Akademik Veri Yönetim Sistemi
BMC Plant Biology, cilt.26, sa.1, 2026 (SCI-Expanded, Scopus)
Background: Fruit quality traits such as fruit weight, firmness, total soluble solids content, and color strongly influence consumer acceptance, market value, postharvest shelf life, and processing efficiency in tomato. Therefore, these traits are central to breeding programs but remain challenging to dissect due to their polygenic and pleiotropic nature. Results: We evaluated 167 accessions from the Varitome collection, encompassing Solanum pimpinellifolium, Solanum lycopersicum var. cerasiforme, and Solanum lycopersicum var. lycopersicum. The Varitome collection represents a rich source of genetic and phenotypic diversity, making it a powerful resource for mapping complex traits. Genome-wide association studies (GWAS) were conducted using the FarmCPU and Blink models, utilizing a dataset of 3,879,252 SNPs, 831,152 INDELs, and 11,447 structural variants (SVs). Six fruit-quality traits were phenotyped: fruit weight, firmness, total soluble solids, lightness (L*), chroma (C*), and hue (h°). Our multi-variant GWAS uncovered both known and novel determinants of fruit quality. Known loci such as PSY1 and fw11.3/CSR were validated, while robust new signals were detected on chromosomes 1, 4, 6, 8, and 12 for °Brix and on chromosome 7 for fruit weight. Several pleiotropic hotspots were identified, particularly on chromosomes 1, 5, 6, and 8 for fruit color, supported by convergent SNP, INDEL, and SV associations. Candidate genes included biosynthetic enzymes (PSY homologs, LIN5), sugar transporters (SWEETs, SUTs, and sugar facilitator proteins), transcriptional regulators (MADS-box, bHLH, TCP, NAC, and MYB families), and genes linked to plastid remodeling, light signaling, and oxidative turnover. Integration of INDELs and SVs across models improved mapping resolution and robustness, enabling the detection of loci that would remain hidden in SNP-only scans. Conclusions: This study demonstrates the multilayered genetic networks governing tomato fruit quality and expands the catalog of loci contributing to polygenic traits.

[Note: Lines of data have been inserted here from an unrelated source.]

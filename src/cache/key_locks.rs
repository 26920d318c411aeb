//! Per-key mutual exclusion for stampede protection.
//!
//! One async mutex per cache key, created on first use and reclaimed once it
//! has been idle long enough. Insert-if-absent goes through the `DashMap` entry
//! API, so concurrent callers for the same key always share one lock object.

use std::panic::{AssertUnwindSafe, catch_unwind};
use std::sync::atomic::{AtomicBool, AtomicU64, AtomicUsize, Ordering};
use std::sync::{Arc, Mutex};
use std::time::Duration;

use dashmap::DashMap;
use metrics::gauge;
use tokio::sync::{Mutex as AsyncMutex, OwnedMutexGuard, watch};
use tokio::task::JoinHandle;
use tokio::time::{Instant, MissedTickBehavior};
use tracing::{debug, error, info, warn};

use super::error::LockError;
use super::lock::mutex_lock;

const SOURCE: &str = "cache::key_locks";
const METRIC_KEY_LOCKS: &str = "cascade_cache_key_locks";

struct KeyLock {
    id: u64,
    mutex: Arc<AsyncMutex<()>>,
    /// Holders plus waiters. Only changed while the map shard is locked on the
    /// way in, so a sweep can never remove a lock somebody is about to use.
    users: AtomicUsize,
    last_used_ms: AtomicU64,
}

/// Keeps a lock registered as in use until dropped.
struct Lease {
    lock: Arc<KeyLock>,
    epoch: Instant,
}

impl Drop for Lease {
    fn drop(&mut self) {
        self.lock
            .last_used_ms
            .store(elapsed_ms(self.epoch), Ordering::SeqCst);
        self.lock.users.fetch_sub(1, Ordering::SeqCst);
    }
}

/// Exclusive hold on one key. Dropping it releases the lock.
pub struct KeyLockGuard {
    // Field order matters: the mutex is released before the lease stops
    // counting this caller as a user.
    _guard: OwnedMutexGuard<()>,
    lease: Lease,
    key: String,
}

impl KeyLockGuard {
    pub fn key(&self) -> &str {
        &self.key
    }

    /// Identity of the underlying lock object. A key whose lock was reclaimed
    /// gets a fresh id on its next acquisition.
    pub fn lock_id(&self) -> u64 {
        self.lease.lock.id
    }

    pub fn release(self) {}
}

impl std::fmt::Debug for KeyLockGuard {
    fn fmt(&self, f: &mut std::fmt::Formatter<'_>) -> std::fmt::Result {
        f.debug_struct("KeyLockGuard")
            .field("key", &self.key)
            .field("lock_id", &self.lock_id())
            .finish()
    }
}

struct Reclaimer {
    shutdown: watch::Sender<bool>,
    handle: JoinHandle<()>,
}

/// Registry of per-key locks with idle reclaim.
pub struct KeyLockRegistry {
    locks: DashMap<String, Arc<KeyLock>>,
    max_locks: usize,
    idle_timeout: Duration,
    epoch: Instant,
    next_id: AtomicU64,
    closed: AtomicBool,
    reclaimer: Mutex<Option<Reclaimer>>,
}

impl KeyLockRegistry {
    pub fn new(max_locks: usize, idle_timeout: Duration) -> Self {
        Self {
            locks: DashMap::new(),
            max_locks: max_locks.max(1),
            idle_timeout,
            epoch: Instant::now(),
            next_id: AtomicU64::new(1),
            closed: AtomicBool::new(false),
            reclaimer: Mutex::new(None),
        }
    }

    /// Wait up to `wait` for exclusive access to `key`.
    pub async fn acquire(&self, key: &str, wait: Duration) -> Result<KeyLockGuard, LockError> {
        if self.is_closed() {
            return Err(LockError::Closed);
        }

        if self.locks.len() >= self.max_locks {
            let removed = self.reclaim_unheld();
            debug!(
                removed,
                capacity = self.max_locks,
                "Key lock registry at capacity, reclaimed unheld locks"
            );
        }

        let lease = {
            let entry = self.locks.entry(key.to_string()).or_insert_with(|| {
                Arc::new(KeyLock {
                    id: self.next_id.fetch_add(1, Ordering::Relaxed),
                    mutex: Arc::new(AsyncMutex::new(())),
                    users: AtomicUsize::new(0),
                    last_used_ms: AtomicU64::new(elapsed_ms(self.epoch)),
                })
            });
            entry.users.fetch_add(1, Ordering::SeqCst);
            Lease {
                lock: Arc::clone(entry.value()),
                epoch: self.epoch,
            }
        };
        gauge!(METRIC_KEY_LOCKS).set(self.locks.len() as f64);

        // `close` may have cleared the map between the check above and insert.
        if self.is_closed() {
            self.locks.remove(key);
            return Err(LockError::Closed);
        }

        let mutex = Arc::clone(&lease.lock.mutex);
        match tokio::time::timeout(wait, mutex.lock_owned()).await {
            Ok(guard) => Ok(KeyLockGuard {
                _guard: guard,
                lease,
                key: key.to_string(),
            }),
            Err(_) => Err(LockError::Timeout(wait)),
        }
    }

    /// Remove locks that are unheld and idle past the configured timeout.
    pub fn sweep(&self) -> usize {
        self.reclaim_idle(self.idle_timeout)
    }

    fn reclaim_unheld(&self) -> usize {
        self.reclaim_idle(Duration::ZERO)
    }

    fn reclaim_idle(&self, idle: Duration) -> usize {
        let now = elapsed_ms(self.epoch);
        let idle_ms = u64::try_from(idle.as_millis()).unwrap_or(u64::MAX);
        let mut removed = 0;
        self.locks.retain(|_, lock| {
            let in_use = lock.users.load(Ordering::SeqCst) > 0;
            let idle_for = now.saturating_sub(lock.last_used_ms.load(Ordering::SeqCst));
            let keep = in_use || (idle_ms > 0 && idle_for < idle_ms);
            if !keep {
                removed += 1;
            }
            keep
        });
        gauge!(METRIC_KEY_LOCKS).set(self.locks.len() as f64);
        removed
    }

    /// Start the periodic sweep. Calling it again while a sweep task is
    /// running has no effect.
    pub fn start_reclaimer(self: &Arc<Self>, interval: Duration) {
        let mut slot = mutex_lock(&self.reclaimer, SOURCE, "start_reclaimer");
        if slot.is_some() || self.is_closed() {
            return;
        }

        let (shutdown, mut stop) = watch::channel(false);
        let registry = Arc::downgrade(self);
        let handle = tokio::spawn(async move {
            let mut ticker = tokio::time::interval(interval);
            ticker.set_missed_tick_behavior(MissedTickBehavior::Delay);
            ticker.tick().await; // Skip the first immediate tick
            loop {
                tokio::select! {
                    _ = ticker.tick() => {}
                    changed = stop.changed() => {
                        if changed.is_err() || *stop.borrow() {
                            break;
                        }
                    }
                }

                let Some(registry) = registry.upgrade() else {
                    break;
                };
                match catch_unwind(AssertUnwindSafe(|| registry.sweep())) {
                    Ok(0) => {}
                    Ok(removed) => debug!(
                        removed,
                        remaining = registry.len(),
                        "Reclaimed idle key locks"
                    ),
                    Err(_) => error!("Key lock sweep panicked; will retry on next tick"),
                }
            }
        });

        *slot = Some(Reclaimer { shutdown, handle });
        info!(interval_secs = interval.as_secs(), "Key lock reclaimer started");
    }

    /// Stop the sweep task and drop every lock. Later acquisitions fail with
    /// [`LockError::Closed`]. Idempotent.
    pub async fn close(&self) {
        if self.closed.swap(true, Ordering::SeqCst) {
            return;
        }

        let reclaimer = mutex_lock(&self.reclaimer, SOURCE, "close").take();
        if let Some(reclaimer) = reclaimer {
            let _ = reclaimer.shutdown.send(true);
            if let Err(err) = reclaimer.handle.await {
                warn!(error = %err, "Key lock reclaimer ended abnormally");
            }
        }

        let dropped = self.locks.len();
        self.locks.clear();
        gauge!(METRIC_KEY_LOCKS).set(0.0);
        info!(dropped, "Key lock registry closed");
    }

    pub fn len(&self) -> usize {
        self.locks.len()
    }

    pub fn is_empty(&self) -> bool {
        self.locks.is_empty()
    }

    pub fn capacity(&self) -> usize {
        self.max_locks
    }

    pub fn is_closed(&self) -> bool {
        self.closed.load(Ordering::SeqCst)
    }

    pub fn contains(&self, key: &str) -> bool {
        self.locks.contains_key(key)
    }
}

impl Drop for KeyLockRegistry {
    fn drop(&mut self) {
        let slot = match self.reclaimer.get_mut() {
            Ok(slot) => slot.take(),
            Err(poisoned) => poisoned.into_inner().take(),
        };
        if let Some(reclaimer) = slot {
            reclaimer.handle.abort();
        }
    }
}

fn elapsed_ms(epoch: Instant) -> u64 {
    u64::try_from(epoch.elapsed().as_millis()).unwrap_or(u64::MAX)
}
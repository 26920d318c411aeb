use super::*;
use crate::cache::CacheConfig;

#[test]
fn defaults_match_documented_values() {
    let settings = Settings::from_raw(RawSettings::default()).expect("valid settings");

    assert_eq!(settings.logging.level, LevelFilter::INFO);
    assert!(matches!(settings.logging.format, LogFormat::Compact));
    assert_eq!(settings.redis.url, DEFAULT_REDIS_URL);
    assert_eq!(settings.redis.pool_size.get(), 16);
    assert_eq!(settings.redis.timeout, Duration::from_secs(5));
    assert_eq!(settings.cache.default_ttl_minutes.get(), 30);
    assert_eq!(settings.cache.long_ttl_hours.get(), 24);
    assert_eq!(settings.cache.max_key_locks.get(), 10_000);
    assert_eq!(settings.cache.lock_reclaim_interval_secs.get(), 120);
    assert_eq!(settings.cache.lock_idle_timeout_secs.get(), 300);
    assert_eq!(settings.cache.scan_batch_size.get(), 1000);
}

#[test]
fn cli_overrides_take_highest_precedence() {
    let mut raw = RawSettings::default();
    raw.logging.level = Some("info".to_string());
    raw.redis.url = Some("redis://cache-a:6379".to_string());
    raw.cache.scan_batch_size = Some(200);

    let overrides = Overrides {
        log_level: Some("debug".to_string()),
        redis_url: Some("redis://cache-b:6379".to_string()),
        scan_batch_size: Some(50),
        ..Default::default()
    };

    raw.apply_overrides(&overrides);
    let settings = Settings::from_raw(raw).expect("valid settings");

    assert_eq!(settings.logging.level, LevelFilter::DEBUG);
    assert_eq!(settings.redis.url, "redis://cache-b:6379");
    assert_eq!(settings.cache.scan_batch_size.get(), 50);
}

#[test]
fn cli_json_logging_enforces_format() {
    let mut raw = RawSettings::default();
    let overrides = Overrides {
        log_json: Some(true),
        ..Default::default()
    };

    raw.apply_overrides(&overrides);
    let settings = Settings::from_raw(raw).expect("valid settings");

    assert!(matches!(settings.logging.format, LogFormat::Json));
}

#[test]
fn zero_values_are_rejected() {
    let mut raw = RawSettings::default();
    raw.cache.default_ttl_minutes = Some(0);

    let err = Settings::from_raw(raw).expect_err("zero ttl must fail");
    assert!(matches!(
        err,
        LoadError::Invalid {
            key: "cache.default_ttl_minutes",
            ..
        }
    ));

    let mut raw = RawSettings::default();
    raw.redis.pool_size = Some(0);
    assert!(Settings::from_raw(raw).is_err());
}

#[test]
fn invalid_log_level_is_rejected() {
    let mut raw = RawSettings::default();
    raw.logging.level = Some("loud".to_string());

    let err = Settings::from_raw(raw).expect_err("bad level must fail");
    assert!(matches!(err, LoadError::Invalid { key: "logging.level", .. }));
}

#[test]
fn redis_url_requires_known_scheme() {
    let mut raw = RawSettings::default();
    raw.redis.url = Some("http://localhost:6379".to_string());
    assert!(Settings::from_raw(raw).is_err());

    let mut raw = RawSettings::default();
    raw.redis.url = Some("  rediss://secure:6380/2  ".to_string());
    let settings = Settings::from_raw(raw).expect("valid settings");
    assert_eq!(settings.redis.url, "rediss://secure:6380/2");

    let mut raw = RawSettings::default();
    raw.redis.url = Some("   ".to_string());
    assert!(Settings::from_raw(raw).is_err());
}

#[test]
fn cache_settings_convert_to_runtime_config() {
    let mut raw = RawSettings::default();
    raw.cache.max_key_locks = Some(64);
    raw.cache.lock_timeout_ms = Some(250);

    let settings = Settings::from_raw(raw).expect("valid settings");
    let config = CacheConfig::from(&settings.cache);

    assert_eq!(config.max_key_locks, 64);
    assert_eq!(config.lock_timeout(), Duration::from_millis(250));
    assert_eq!(config.default_ttl(), Duration::from_secs(30 * 60));
}

#[test]
fn subcommands_parse() {
    let args = CliArgs::try_parse_from([
        "cascade-cache",
        "invalidate",
        "category",
        "--id",
        "5",
        "--cascade",
        "--redis-url",
        "redis://other:6379",
    ])
    .expect("valid args");

    assert_eq!(args.overrides.redis_url.as_deref(), Some("redis://other:6379"));
    match args.command {
        Command::Invalidate(invalidate) => {
            assert_eq!(invalidate.entity_type, "category");
            assert_eq!(invalidate.id, Some(5));
            assert!(invalidate.cascade);
            assert!(!invalidate.dry_run);
        }
        other => panic!("unexpected command: {other:?}"),
    }

    let args = CliArgs::try_parse_from(["cascade-cache", "keys"]).expect("valid args");
    match args.command {
        Command::Keys(keys) => assert_eq!(keys.pattern, "*"),
        other => panic!("unexpected command: {other:?}"),
    }
}

#[test]
#[serial_test::serial]
fn environment_sits_between_files_and_cli() {
    let args = CliArgs::try_parse_from([
        "cascade-cache",
        "stats",
        "--cache-scan-batch-size",
        "25",
    ])
    .expect("valid args");

    // SAFETY: env-mutating tests are serialized.
    unsafe {
        std::env::set_var("CASCADE_CACHE__CACHE__SCAN_BATCH_SIZE", "500");
        std::env::set_var("CASCADE_CACHE__CACHE__LOCK_TIMEOUT_MS", "750");
    }
    let result = load(&args);
    unsafe {
        std::env::remove_var("CASCADE_CACHE__CACHE__SCAN_BATCH_SIZE");
        std::env::remove_var("CASCADE_CACHE__CACHE__LOCK_TIMEOUT_MS");
    }

    let settings = result.expect("valid settings");
    assert_eq!(settings.cache.scan_batch_size.get(), 25);
    assert_eq!(settings.cache.lock_timeout_ms.get(), 750);
}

By using SNPs, INDELs, and SVs with FarmCPU and Blink models, we provide validated and novel targets for marker-assisted breeding, genomic selection, and functional validation. These findings establish a framework for accelerating the development of tomato cultivars with enhanced fruit weight, sweetness, firmness, and color, thereby supporting both market competitiveness and nutritional quality.